Datos matones

Opinión de Germán Castro

Ya en las postrimerías de la tarde, terminando una de esas dilatadas comidas familiares de domingo, ahora tan frecuentes porque el bicho lo permite, hace poco me ocurrió algo que seguramente ha sufrido más de uno… o una, pues. La plática de sobremesa ya había rebasado los linderos de lo ameno para volverse francamente desquiciante, luego de que el típico primo con ínfulas de fifí había pasado de las indirectas traperas a las muy directas… 

— Y es que por culpa de López estamos peor que nunca —fue la aseveración que me colmó el plato.

En casos así, me dirán, la prudencia dicta que lo mejor es decir buenas tardes, repartir besos y apapachos, reclamar el itacate de ocasión y salir de ahí cuanto antes; o tal vez intentar un olímpico giro temático, estratagema siempre fácil de ejecutar cuando uno conoce las profundidades del alma de su gente, y sabe de qué pies cojean y cuáles son los asuntos que realmente pueden prendarlos: 

— ¿Y qué Pachuca por Toluca, Jaimito? –pude haber soltado, y sin duda alguna hubiera permitido que buena parte de los comensales tuviera ahora sí algo qué aportar a la tertulia y muchos chascarrillos que reciclar. Previsiblemente, después de los sarcásticos lamentos por la suerte del Club Toluca, la charla se habría encaminado a las burlas contra los americanistas ahí presentes, luego a los amores y odios que Memo Ochoa sigue despertando entre la afición y de ahí a Qatar… Risas, santa paz, y cómo no tía, le acepto otra cervecita…

Pero no, ese día no atendí a Dear Produnce: — ¿Estamos? ¿Quiénes, Odilón? ¿En qué estamos peor que nunca?

Los minutos siguientes los ocupa una escena que todos conocemos: enmarcada en un silencio sepulcral a cargo de los prudentes y de los y las que de política y de religión mejor no hablan, la respuesta consabida: — Sí, estamos, todos, ¡peor en todo!

Segunda llamada de doña Prudencia: Ok, no capitules, pero mejor záfate del embrollo: — Uy, qué triste que todo esté peor, que todos estemos mal, ¡y yo sin darme cuenta, hombre! Bueno, tiíta Gertrudis, comimos como reyes, exquisito y abundante, y la compañía fue una delicia. Muchas gracias, nosotros nos vamos, eh… 

Por supuesto, de nuevo, no atendí a la cordura… 

— A ver, por favor danos un ejemplo. 

Como era de esperarse, el pobre Odilón no pudo pasar de proferir imprecisas generalidades —“Nadie se siente seguro en este país”—, lugares comunes vacuos —“El señor ataca desde su púlpito mañanero a sus críticos”—, prejuicios —“¡Qué puede saber López de macroeconomía si ni habla inglés!”— y sobre todo, un batido de falsedades.
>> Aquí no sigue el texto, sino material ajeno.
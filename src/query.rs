//! List-request query building
//!
//! Translates the raw query string of `GET /api/v1/songs` into a typed
//! filter/sort/projection/page specification. Pure transformation: no store
//! access, no side effects. The SQL translation of the typed conditions
//! lives in one adapter in `db::songs`.

use serde::Deserialize;

use crate::error::{Error, Result};

pub const DEFAULT_LIMIT: i64 = 10;
pub const MAX_LIMIT: i64 = 100;

/// Raw query parameters for the list endpoint
///
/// `page` and `limit` arrive as strings so that non-numeric input produces
/// this service's validation message instead of a deserializer rejection.
#[derive(Debug, Default, Deserialize)]
#[serde(rename_all = "camelCase")]
pub struct ListParams {
    pub page: Option<String>,
    pub limit: Option<String>,
    pub sort: Option<String>,
    pub fields: Option<String>,
    pub title: Option<String>,
    pub artist: Option<String>,
    pub genre: Option<String>,
    pub album: Option<String>,
    pub song_type: Option<String>,
    pub search: Option<String>,
    pub search_type: Option<String>,
}

/// Addressable fields of a Song record
#[derive(Debug, Clone, Copy, PartialEq, Eq)]
pub enum SongField {
    Id,
    Title,
    Artist,
    SongType,
    Genre,
    Album,
    CreatedAt,
    UpdatedAt,
    Revision,
}

impl SongField {
    /// Database column backing this field
    pub fn column(self) -> &'static str {
        match self {
            Self::Id => "guid",
            Self::Title => "title",
            Self::Artist => "artist",
            Self::SongType => "song_type",
            Self::Genre => "genre",
            Self::Album => "album",
            Self::CreatedAt => "created_at",
            Self::UpdatedAt => "updated_at",
            Self::Revision => "revision",
        }
    }

    /// JSON key used in request parameters and response bodies
    pub fn json_key(self) -> &'static str {
        match self {
            Self::Id => "id",
            Self::Title => "title",
            Self::Artist => "artist",
            Self::SongType => "songType",
            Self::Genre => "genre",
            Self::Album => "album",
            Self::CreatedAt => "createdAt",
            Self::UpdatedAt => "updatedAt",
            Self::Revision => "revision",
        }
    }

    fn from_json_key(key: &str) -> Option<Self> {
        match key {
            "id" => Some(Self::Id),
            "title" => Some(Self::Title),
            "artist" => Some(Self::Artist),
            "songType" => Some(Self::SongType),
            "genre" => Some(Self::Genre),
            "album" => Some(Self::Album),
            "createdAt" => Some(Self::CreatedAt),
            "updatedAt" => Some(Self::UpdatedAt),
            "revision" => Some(Self::Revision),
            _ => None,
        }
    }
}

/// Fields accepted by the `sort` parameter
const SORTABLE: &[SongField] = &[
    SongField::Title,
    SongField::Artist,
    SongField::SongType,
    SongField::Genre,
    SongField::Album,
    SongField::CreatedAt,
];

/// One recognized filter parameter, as a typed condition
#[derive(Debug, Clone, PartialEq)]
pub enum Condition {
    /// Case-insensitive partial match on a text field
    Contains { field: SongField, term: String },
    /// Exact match
    Equals { field: SongField, value: String },
}

#[derive(Debug, Clone, Copy, PartialEq, Eq)]
pub enum SortDirection {
    Ascending,
    Descending,
}

#[derive(Debug, Clone, Copy, PartialEq)]
pub struct SortKey {
    pub field: SongField,
    pub direction: SortDirection,
}

impl Default for SortKey {
    /// Newest first
    fn default() -> Self {
        Self {
            field: SongField::CreatedAt,
            direction: SortDirection::Descending,
        }
    }
}

/// Validated list query: conjunction of conditions, sort order, optional
/// projection, and the page window
#[derive(Debug)]
pub struct ListQuery {
    pub conditions: Vec<Condition>,
    pub sort: SortKey,
    pub projection: Option<Vec<SongField>>,
    pub page: i64,
    pub limit: i64,
}

impl ListQuery {
    /// Rows to skip before the requested page
    pub fn skip(&self) -> i64 {
        (self.page - 1) * self.limit
    }

    /// Validate raw parameters and assemble the query specification
    pub fn from_params(params: ListParams) -> Result<Self> {
        let page = parse_page(params.page.as_deref())?;
        let limit = parse_limit(params.limit.as_deref())?;
        let sort = parse_sort(params.sort.as_deref())?;
        let projection = parse_projection(params.fields.as_deref())?;
        let conditions = build_conditions(&params);

        Ok(Self {
            conditions,
            sort,
            projection,
            page,
            limit,
        })
    }
}

fn parse_page(raw: Option<&str>) -> Result<i64> {
    let Some(raw) = raw.filter(|s| !s.trim().is_empty()) else {
        return Ok(1);
    };
    match raw.trim().parse::<i64>() {
        Ok(page) if page >= 1 => Ok(page),
        _ => Err(Error::Validation(
            "Page must be a positive number".to_string(),
        )),
    }
}

fn parse_limit(raw: Option<&str>) -> Result<i64> {
    let Some(raw) = raw.filter(|s| !s.trim().is_empty()) else {
        return Ok(DEFAULT_LIMIT);
    };
    match raw.trim().parse::<i64>() {
        Ok(limit) if (1..=MAX_LIMIT).contains(&limit) => Ok(limit),
        _ => Err(Error::Validation(format!(
            "Limit must be between 1 and {}",
            MAX_LIMIT
        ))),
    }
}

fn parse_sort(raw: Option<&str>) -> Result<SortKey> {
    let Some(raw) = raw.filter(|s| !s.is_empty()) else {
        return Ok(SortKey::default());
    };

    let (direction, name) = match raw.strip_prefix('-') {
        Some(rest) => (SortDirection::Descending, rest),
        None => (SortDirection::Ascending, raw),
    };

    let field = SongField::from_json_key(name)
        .filter(|f| SORTABLE.contains(f))
        .ok_or_else(|| {
            let allowed: Vec<&str> = SORTABLE.iter().map(|f| f.json_key()).collect();
            Error::Validation(format!(
                "Invalid sort field '{}'. Allowed: {} (prefix with '-' for descending)",
                raw,
                allowed.join(", ")
            ))
        })?;

    Ok(SortKey { field, direction })
}

fn parse_projection(raw: Option<&str>) -> Result<Option<Vec<SongField>>> {
    let Some(raw) = raw.filter(|s| !s.trim().is_empty()) else {
        return Ok(None);
    };

    let mut fields = Vec::new();
    for name in raw.split(',').map(str::trim).filter(|s| !s.is_empty()) {
        let field = SongField::from_json_key(name).ok_or_else(|| {
            Error::Validation(format!("Unknown field '{}' in fields parameter", name))
        })?;
        if !fields.contains(&field) {
            fields.push(field);
        }
    }

    Ok(if fields.is_empty() { None } else { Some(fields) })
}

/// Assemble filter conditions from the recognized parameters
///
/// A `search` term replaces the per-field filters and applies one
/// case-insensitive partial match on the field named by `searchType`
/// (title when absent or unrecognized).
fn build_conditions(params: &ListParams) -> Vec<Condition> {
    if let Some(term) = present(params.search.as_deref()) {
        let field = match params.search_type.as_deref() {
            Some("artist") => SongField::Artist,
            Some("album") => SongField::Album,
            Some("genre") => SongField::Genre,
            _ => SongField::Title,
        };
        return vec![Condition::Contains {
            field,
            term: term.to_string(),
        }];
    }

    let mut conditions = Vec::new();
    let contains = [
        (SongField::Title, params.title.as_deref()),
        (SongField::Artist, params.artist.as_deref()),
        (SongField::Genre, params.genre.as_deref()),
        (SongField::Album, params.album.as_deref()),
    ];
    for (field, value) in contains {
        if let Some(term) = present(value) {
            conditions.push(Condition::Contains {
                field,
                term: term.to_string(),
            });
        }
    }
    if let Some(value) = present(params.song_type.as_deref()) {
        conditions.push(Condition::Equals {
            field: SongField::SongType,
            value: value.to_string(),
        });
    }
    conditions
}

fn present(value: Option<&str>) -> Option<&str> {
    value.filter(|s| !s.is_empty())
}

#[cfg(test)]
mod tests {
    use super::*;

    fn params() -> ListParams {
        ListParams::default()
    }

    #[test]
    fn test_defaults() {
        let query = ListQuery::from_params(params()).unwrap();
        assert_eq!(query.page, 1);
        assert_eq!(query.limit, DEFAULT_LIMIT);
        assert_eq!(query.sort.field, SongField::CreatedAt);
        assert_eq!(query.sort.direction, SortDirection::Descending);
        assert!(query.projection.is_none());
        assert!(query.conditions.is_empty());
        assert_eq!(query.skip(), 0);
    }

    #[test]
    fn test_page_window_arithmetic() {
        let mut p = params();
        p.page = Some("3".to_string());
        p.limit = Some("25".to_string());
        let query = ListQuery::from_params(p).unwrap();
        assert_eq!(query.skip(), 50);
    }

    #[test]
    fn test_page_rejects_non_numeric_and_zero() {
        for bad in ["0", "-1", "abc", "1.5"] {
            let mut p = params();
            p.page = Some(bad.to_string());
            assert!(ListQuery::from_params(p).is_err(), "page={}", bad);
        }
    }

    #[test]
    fn test_limit_boundaries() {
        for (raw, ok) in [("0", false), ("1", true), ("100", true), ("101", false)] {
            let mut p = params();
            p.limit = Some(raw.to_string());
            assert_eq!(ListQuery::from_params(p).is_ok(), ok, "limit={}", raw);
        }
    }

    #[test]
    fn test_sort_allow_list() {
        for raw in ["title", "-title", "createdAt", "-createdAt", "songType"] {
            let mut p = params();
            p.sort = Some(raw.to_string());
            assert!(ListQuery::from_params(p).is_ok(), "sort={}", raw);
        }

        for raw in ["updatedAt", "rating", "-rating", "id"] {
            let mut p = params();
            p.sort = Some(raw.to_string());
            assert!(ListQuery::from_params(p).is_err(), "sort={}", raw);
        }
    }

    #[test]
    fn test_sort_descending_prefix() {
        let mut p = params();
        p.sort = Some("-artist".to_string());
        let query = ListQuery::from_params(p).unwrap();
        assert_eq!(query.sort.field, SongField::Artist);
        assert_eq!(query.sort.direction, SortDirection::Descending);
    }

    #[test]
    fn test_projection_rejects_unknown_field() {
        let mut p = params();
        p.fields = Some("title,rating".to_string());
        assert!(ListQuery::from_params(p).is_err());
    }

    #[test]
    fn test_projection_parses_and_dedupes() {
        let mut p = params();
        p.fields = Some("title, artist,title".to_string());
        let query = ListQuery::from_params(p).unwrap();
        assert_eq!(
            query.projection,
            Some(vec![SongField::Title, SongField::Artist])
        );
    }

    #[test]
    fn test_per_field_filters() {
        let mut p = params();
        p.title = Some("love".to_string());
        p.song_type = Some("album".to_string());
        let query = ListQuery::from_params(p).unwrap();
        assert_eq!(
            query.conditions,
            vec![
                Condition::Contains {
                    field: SongField::Title,
                    term: "love".to_string()
                },
                Condition::Equals {
                    field: SongField::SongType,
                    value: "album".to_string()
                },
            ]
        );
    }

    #[test]
    fn test_search_targets_named_field() {
        let mut p = params();
        p.search = Some("dylan".to_string());
        p.search_type = Some("artist".to_string());
        let query = ListQuery::from_params(p).unwrap();
        assert_eq!(
            query.conditions,
            vec![Condition::Contains {
                field: SongField::Artist,
                term: "dylan".to_string()
            }]
        );
    }

    #[test]
    fn test_search_defaults_to_title() {
        for search_type in [None, Some("bogus".to_string())] {
            let mut p = params();
            p.search = Some("imagine".to_string());
            p.search_type = search_type;
            let query = ListQuery::from_params(p).unwrap();
            assert_eq!(
                query.conditions,
                vec![Condition::Contains {
                    field: SongField::Title,
                    term: "imagine".to_string()
                }]
            );
        }
    }

    #[test]
    fn test_search_overrides_per_field_filters() {
        let mut p = params();
        p.title = Some("love".to_string());
        p.genre = Some("rock".to_string());
        p.search = Some("imagine".to_string());
        let query = ListQuery::from_params(p).unwrap();
        assert_eq!(query.conditions.len(), 1);
    }

    #[test]
    fn test_empty_params_are_absent() {
        let mut p = params();
        p.title = Some(String::new());
        p.search = Some(String::new());
        let query = ListQuery::from_params(p).unwrap();
        assert!(query.conditions.is_empty());
    }
}
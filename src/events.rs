//! Change events pushed to subscribed clients
//!
//! Exactly one event is published per successful mutation, after the store
//! write is acknowledged. Deletes carry both the record id and the
//! last-known snapshot so subscribers can update derived views without a
//! follow-up fetch.

use chrono::{DateTime, Utc};
use serde::Serialize;
use uuid::Uuid;

use crate::models::Song;

/// A catalog mutation, as observed by subscribers
#[derive(Debug, Clone, Serialize)]
#[serde(tag = "type", rename_all = "lowercase")]
pub enum SongChange {
    Created {
        song: Song,
        timestamp: DateTime<Utc>,
    },
    Updated {
        song: Song,
        timestamp: DateTime<Utc>,
    },
    Deleted {
        #[serde(rename = "songId")]
        song_id: Uuid,
        song: Song,
        timestamp: DateTime<Utc>,
    },
}

impl SongChange {
    pub fn created(song: Song) -> Self {
        Self::Created {
            song,
            timestamp: Utc::now(),
        }
    }

    pub fn updated(song: Song) -> Self {
        Self::Updated {
            song,
            timestamp: Utc::now(),
        }
    }

    pub fn deleted(song: Song) -> Self {
        Self::Deleted {
            song_id: song.id,
            song,
            timestamp: Utc::now(),
        }
    }

    /// Wire-level event name
    pub fn event_name(&self) -> &'static str {
        match self {
            Self::Created { .. } => "song-created",
            Self::Updated { .. } => "song-updated",
            Self::Deleted { .. } => "song-deleted",
        }
    }
}

#[cfg(test)]
mod tests {
    use super::*;
    use crate::models::{CreateSong, Song};

    fn sample_song() -> Song {
        let payload = CreateSong {
            title: Some("T".to_string()),
            artist: Some("A".to_string()),
            genre: Some("G".to_string()),
            ..Default::default()
        };
        Song::new(payload.validate().unwrap())
    }

    #[test]
    fn test_event_names() {
        let song = sample_song();
        assert_eq!(SongChange::created(song.clone()).event_name(), "song-created");
        assert_eq!(SongChange::updated(song.clone()).event_name(), "song-updated");
        assert_eq!(SongChange::deleted(song).event_name(), "song-deleted");
    }

    #[test]
    fn test_delete_event_carries_id_and_snapshot() {
        let song = sample_song();
        let id = song.id;
        let event = SongChange::deleted(song);

        let value = serde_json::to_value(&event).unwrap();
        assert_eq!(value["type"], "deleted");
        assert_eq!(value["songId"], id.to_string());
        assert_eq!(value["song"]["id"], id.to_string());
        assert!(value["timestamp"].is_string());
    }

    #[test]
    fn test_created_event_shape() {
        let song = sample_song();
        let value = serde_json::to_value(SongChange::created(song)).unwrap();
        assert_eq!(value["type"], "created");
        assert_eq!(value["song"]["title"], "T");
    }
}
Aquí debo acotar que creo firmemente que en la mayoría de los casos mi pariente no mintió, quiero decir, espetó afirmaciones que no son ciertas, sí, pero las soltó sin saberlo, al contrario, como muchos pejefóbicos y criticones por puro aspiracionismo —si estoy en contra del Peje me veo más fifí—, nada más repitió embustes que la mediósfera tradicional le ha metido en la cabeza, absolutamente convencido de que así son las cosas —aquí no tiene caso ejemplificar; ustedes saben a cuáles me refiero—.

Lo que siguió entonces fue una andanada a cuenta y cargo de un servidor, un aluvioncito de datos matones. Ya saben:

En fin, jalé el gatillo y así lo mantuve un rato hasta que, seguramente por conmiseración, intercedió una prima… 

— ¿Nadie quiere otro flancito? 

Odilón ya no quiso…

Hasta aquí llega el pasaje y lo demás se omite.